[Chão Amarelo - O Caminhante]
Céu de laivos amarelados, sem pássaros no horizonte; não há asas para futurações. No amplo barranco verde, verde como o vômito da desesperança, uma rala camada de folhas mortas ponteia o chão de um amarelo pálido. É num rápido olhar de soslaio, num desvio da habitualidade amorfa, que esse barranco arranca de mim seu direito a uma incerta existência — pode ser apenas um desvão na paisagem dos meus olhos.
Rente ao barranco de duvidosa existência passa essa estrada sonolenta. Todas as manhãs, lá vou eu, sem questões pendentes, sem causas, sem razões aflitivas. As terríveis arapucas do passado, uma a uma desarmadas, agora são apenas gravetos a se esfarelarem ao tempo, sem nenhum poder de pressão, e sem causarem sofrimentos, ânsias... Eu piso esses gravetos, e sorrio... sorrio para os erros que penso ter cometido nas minhas relações com os outros; pudesse, eu simplesmente matava os outros...

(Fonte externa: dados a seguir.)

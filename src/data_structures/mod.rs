//! Engine data structures: domain models, city objects, materials and the scene graph.
//!
//! - `model` holds the domain-side node/mesh graph that conversion operates on
//! - `city_object` contains city objects, their per-mesh index tables and package classification
//! - `granularity` enumerates the merge policies of the converter
//! - `material` contains engine material references and slot naming
//! - `scene_graph` is the arena of placed components and their static meshes

pub mod city_object;
pub mod granularity;
pub mod material;
pub mod model;
pub mod scene_graph;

Sinto, pelas minhas costas, o meu olhar-menino que se espanta com a minha partida daquele primitivo quintal de esperanças. E agora, na tardinha, observa-me erguer para o alto a concha das mãos vazias de onde escorrem as últimas gotas vindas da nascente do meu rio de vida.
Os meus pés rachados da secura, da poeira, palmilham esse chão amarelo... Amarelo mesmo, ou amarelo do meu olhar anêmico, sem vontade de nada ser? Será? Será? Tudo é, e não é! Uma coisa é certa: a Morte passou-me nos lábios um suave mel amarelado... Por isto, só por isto, sou superior aos outros nesse quesito: jamais me esqueço da Morte, e sei que o meu ser não se estende ao longo da linha dos tempos, não diviso paraísos além...
O contraponto dessa morte amarela é que agora, sim agora eu sei: desvesti-me de ilusões, vi que todo ideal é besteira, desacreditei das fainas dos homens, estou apto para os prazeres, estou apto para estar inteiro num qualquer mágico instante! Um pouco mais, e estarei apto até mesmo para proclamar a minha liberdade!
[Revertendo as turbinas, a gente vê que o céu é azul, perigoso de tantos pássaros, o Futuro é acidente de percurso, e o chão do Agora, oras... o chão é como sempre foi, é vermelho!]